Will there ever again be a single language that captures as much of the
mindshare as any of the other big languages have in they heyday? C, C++, Java,
even Visual Basic occupied a huge fraction of the developer community at their
peak. Some of those may be rising still in eyeball hours per month, but
definitely not rising in terms of total fraction of all programmer hours being
spent.

Perhaps the future is really more about consolidation for virtual machines and
compiler middleware, and proliferation of end user languages? Different
strokes for different folks?

Today it's not unusual at all for a larger system to use a a mixture of Scala,
Java, and Python, plus some Erlang via RabbitMQ or eJabberd or CouchDB, not to
mention pulling in data sources from REST or RPC type sources. Do we see that
kind of mixed bag of choices getting smaller in the future, or larger?

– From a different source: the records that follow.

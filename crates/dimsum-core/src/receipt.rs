//! # Receipt Rendering
//!
//! Fixed-width plain-text receipts, byte-for-byte reproducible from a
//! [`Transaction`]. The layout matches the printed struk handed to the
//! customer: centered outlet header, order details, line items,
//! totals, payment, and the thank-you banner.

use std::fmt::Write;

use crate::checkout::PaymentMethod;
use crate::transaction::Transaction;

/// Column width of the receipt, sized for a 48-column thermal printer.
pub const RECEIPT_WIDTH: usize = 48;

const LABEL_WIDTH: usize = 13;

/// Renders the complete receipt text, including the trailing newline.
///
/// The `Pajak` (tax) line is omitted while the tax policy is zero, and
/// the `Tunai`/`Kembalian` lines appear only for cash payments.
pub fn render_receipt(tx: &Transaction) -> String {
    let heavy = "=".repeat(RECEIPT_WIDTH);
    let light = "-".repeat(RECEIPT_WIDTH);
    let mut out = String::new();

    let _ = writeln!(out, "{}", heavy);
    let _ = writeln!(out, "{}", center(&format!("DIMSUM {}", tx.branch.to_uppercase())));
    let _ = writeln!(out, "{}", center("Struk Pembayaran"));
    let _ = writeln!(out, "{}", heavy);
    let _ = writeln!(out, "{}", labeled("No. Order", &tx.order_number));
    let _ = writeln!(
        out,
        "{}",
        labeled("Tanggal", &tx.created_at.format("%d/%m/%Y %H.%M").to_string())
    );
    let _ = writeln!(out, "{}", labeled("Cabang", &tx.branch));
    let _ = writeln!(out, "{}", heavy);
    let _ = writeln!(out);
    let _ = writeln!(out, "PESANAN:");
    let _ = writeln!(out, "{}", light);
    for line in &tx.items {
        let _ = writeln!(out, "{} ({})", line.name, line.variant);
        let _ = writeln!(
            out,
            " {} x {} = {}",
            line.quantity,
            line.unit_price,
            line.line_total()
        );
    }
    let _ = writeln!(out, "{}", light);
    let _ = writeln!(out);
    let _ = writeln!(out, "{}", labeled("Subtotal", &tx.subtotal.to_string()));
    if tx.tax.is_positive() {
        let _ = writeln!(out, "{}", labeled("Pajak", &tx.tax.to_string()));
    }
    let _ = writeln!(out, "{}", labeled("TOTAL", &tx.total.to_string()));
    let _ = writeln!(out);
    let _ = writeln!(out, "{}", labeled("Pembayaran", tx.payment_method.label()));
    if tx.payment_method == PaymentMethod::Cash {
        let _ = writeln!(out, "{}", labeled("Tunai", &tx.cash_amount.to_string()));
        let _ = writeln!(out, "{}", labeled("Kembalian", &tx.change_amount.to_string()));
    }
    let _ = writeln!(out);
    let _ = writeln!(out, "{}", heavy);
    let _ = writeln!(out, "{}", center("Terima Kasih Atas Kunjungan Anda!"));
    let _ = writeln!(out, "{}", center("Sampai Jumpa Lagi!"));
    let _ = writeln!(out, "{}", heavy);

    out
}

/// Centers a line within the receipt width (left-padded only, so lines
/// carry no trailing whitespace).
fn center(text: &str) -> String {
    let len = text.chars().count();
    if len >= RECEIPT_WIDTH {
        return text.to_string();
    }
    let pad = (RECEIPT_WIDTH - len) / 2;
    format!("{}{}", " ".repeat(pad), text)
}

fn labeled(label: &str, value: &str) -> String {
    format!("{:<width$}: {}", label, value, width = LABEL_WIDTH)
}

// =============================================================================
// Unit Tests
// =============================================================================

#[cfg(test)]
mod tests {
    use super::*;
    use crate::cart::CartLine;
    use crate::money::Money;
    use chrono::{TimeZone, Utc};

    fn cash_transaction() -> Transaction {
        Transaction {
            order_number: "ORD-20260823-0042".to_string(),
            branch: "Outlet 1".to_string(),
            branch_id: "b1".to_string(),
            items: vec![
                CartLine {
                    line_id: "v1".to_string(),
                    menu_item_id: "m1".to_string(),
                    name: "Dimsum Ayam".to_string(),
                    variant: "Besar".to_string(),
                    unit_price: Money::from_rupiah(18_000),
                    quantity: 2,
                },
                CartLine {
                    line_id: "v2".to_string(),
                    menu_item_id: "m2".to_string(),
                    name: "Dimsum Udang".to_string(),
                    variant: "Kecil".to_string(),
                    unit_price: Money::from_rupiah(25_000),
                    quantity: 1,
                },
            ],
            subtotal: Money::from_rupiah(61_000),
            tax: Money::zero(),
            total: Money::from_rupiah(61_000),
            payment_method: PaymentMethod::Cash,
            cash_amount: Money::from_rupiah(100_000),
            change_amount: Money::from_rupiah(39_000),
            created_at: Utc.with_ymd_and_hms(2026, 8, 23, 14, 30, 0).unwrap(),
        }
    }

    #[test]
    fn test_cash_receipt_byte_for_byte() {
        let expected = "\
================================================
                DIMSUM OUTLET 1
                Struk Pembayaran
================================================
No. Order    : ORD-20260823-0042
Tanggal      : 23/08/2026 14.30
Cabang       : Outlet 1
================================================

PESANAN:
------------------------------------------------
Dimsum Ayam (Besar)
 2 x Rp 18.000 = Rp 36.000
Dimsum Udang (Kecil)
 1 x Rp 25.000 = Rp 25.000
------------------------------------------------

Subtotal     : Rp 61.000
TOTAL        : Rp 61.000

Pembayaran   : Tunai
Tunai        : Rp 100.000
Kembalian    : Rp 39.000

================================================
       Terima Kasih Atas Kunjungan Anda!
               Sampai Jumpa Lagi!
================================================
";
        assert_eq!(render_receipt(&cash_transaction()), expected);
    }

    #[test]
    fn test_non_cash_receipt_omits_tender_lines() {
        let mut tx = cash_transaction();
        tx.payment_method = PaymentMethod::Qris;
        tx.cash_amount = tx.total;
        tx.change_amount = Money::zero();

        let receipt = render_receipt(&tx);
        assert!(receipt.contains("Pembayaran   : QRIS"));
        assert!(!receipt.contains("Tunai        :"));
        assert!(!receipt.contains("Kembalian"));
    }

    #[test]
    fn test_zero_tax_line_omitted_nonzero_shown() {
        let receipt = render_receipt(&cash_transaction());
        assert!(!receipt.contains("Pajak"));

        let mut taxed = cash_transaction();
        taxed.tax = Money::from_rupiah(6_100);
        taxed.total = Money::from_rupiah(67_100);
        let receipt = render_receipt(&taxed);
        assert!(receipt.contains("Pajak        : Rp 6.100"));
    }

    #[test]
    fn test_rendering_is_deterministic() {
        let tx = cash_transaction();
        assert_eq!(render_receipt(&tx), render_receipt(&tx));
    }
}
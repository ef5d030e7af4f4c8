//! # Transaction Records
//!
//! Immutable records produced at checkout completion and handed to the
//! persistence collaborator. The core never mutates a transaction after
//! it is built.

use chrono::{DateTime, Utc};
use serde::{Deserialize, Deserializer, Serialize};

use crate::cart::CartLine;
use crate::checkout::PaymentMethod;
use crate::money::Money;

// =============================================================================
// Transaction
// =============================================================================

/// A finalized order, built by the checkout state machine.
///
/// ## Invariants
/// - `total = subtotal + tax`
/// - cash: `change_amount = cash_amount - total >= 0`
/// - non-cash: `cash_amount = total` and `change_amount` is zero
#[derive(Debug, Clone, PartialEq, Serialize, Deserialize)]
pub struct Transaction {
    /// Display identifier: `ORD-<YYYYMMDD>-<4 digits>`.
    pub order_number: String,
    /// Branch display name, e.g. "Outlet 1".
    pub branch: String,
    /// Branch id the transaction belongs to.
    pub branch_id: String,
    /// Snapshot of the cart at checkout time.
    pub items: Vec<CartLine>,
    pub subtotal: Money,
    pub tax: Money,
    pub total: Money,
    pub payment_method: PaymentMethod,
    /// Amount tendered. Equals `total` for non-cash methods.
    pub cash_amount: Money,
    /// Change returned. Zero for non-cash methods.
    pub change_amount: Money,
    pub created_at: DateTime<Utc>,
}

// =============================================================================
// Stored Transaction
// =============================================================================

/// A transaction as returned by the persistence collaborator: the same
/// fields plus a server-assigned id and server-assigned `created_at`.
///
/// Deserialization is deliberately tolerant of partial data: an absent
/// or non-array `items` value becomes an empty list, so the reporting
/// aggregator never fails on a malformed row.
#[derive(Debug, Clone, PartialEq, Serialize, Deserialize)]
pub struct StoredTransaction {
    pub id: String,
    pub order_number: String,
    pub branch: String,
    pub branch_id: String,
    #[serde(default, deserialize_with = "items_or_empty")]
    pub items: Vec<CartLine>,
    pub subtotal: Money,
    pub tax: Money,
    pub total: Money,
    pub payment_method: PaymentMethod,
    pub cash_amount: Money,
    pub change_amount: Money,
    pub created_at: DateTime<Utc>,
}

/// Decodes a line-item array, treating anything that is not an array
/// (null, a string, an object) as empty rather than failing the whole
/// row.
fn items_or_empty<'de, D>(deserializer: D) -> Result<Vec<CartLine>, D::Error>
where
    D: Deserializer<'de>,
{
    let value = serde_json::Value::deserialize(deserializer)?;
    match value {
        serde_json::Value::Array(_) => {
            Ok(serde_json::from_value(value).unwrap_or_default())
        }
        _ => Ok(Vec::new()),
    }
}

/// Parses a raw JSON line-item column with the same leniency as
/// [`StoredTransaction`] deserialization. Used by storage backends that
/// keep the snapshot as a JSON text column.
pub fn parse_line_items(raw: &str) -> Vec<CartLine> {
    serde_json::from_str(raw).unwrap_or_default()
}

// =============================================================================
// Unit Tests
// =============================================================================
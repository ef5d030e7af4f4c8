//! # Repository Module
//!
//! Database repository implementations for Dimsum POS.
//!
//! ## Repository Pattern
//! ```text
//! Caller (settlement, dashboard)
//!      │
//!      │  db.transactions().list(&window)
//!      ▼
//! TransactionRepository
//! ├── create(&self, transaction)
//! ├── insert(&self, stored)
//! ├── list(&self, window)
//! ├── search(&self, term)
//! └── count(&self)
//!      │
//!      │  SQL
//!      ▼
//! SQLite
//! ```
//!
//! Benefits: SQL is isolated in one place, callers see domain types
//! (`StoredTransaction`, `DateWindow`) rather than rows.

pub mod transaction;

Maybe the future is _diverging_ on technology choices at the end points, where
applications are written, and converging under the covers, where the
applications are compiled and executed.

------
huhtenberg
I keep thinking that the Next Big Language will be a thing of _re_ -evolution,
e.g. someone going back to C and retracing steps of C++ but in a more sensible
way.

Also, on a tangential note -- the garbage collection _is_ a huge deal if an
adoption of the NBL among C/++ programmers is considered. The only way is to
have the garbage collection optional. Similarly to how D has it, but much much
simpler. Something like adding new_gc operator (or a malloc_gc function) and
to have two kinds of memory blocks - manually managed and garbage collected...

Anyway, it's just a thought from an old fart camp :)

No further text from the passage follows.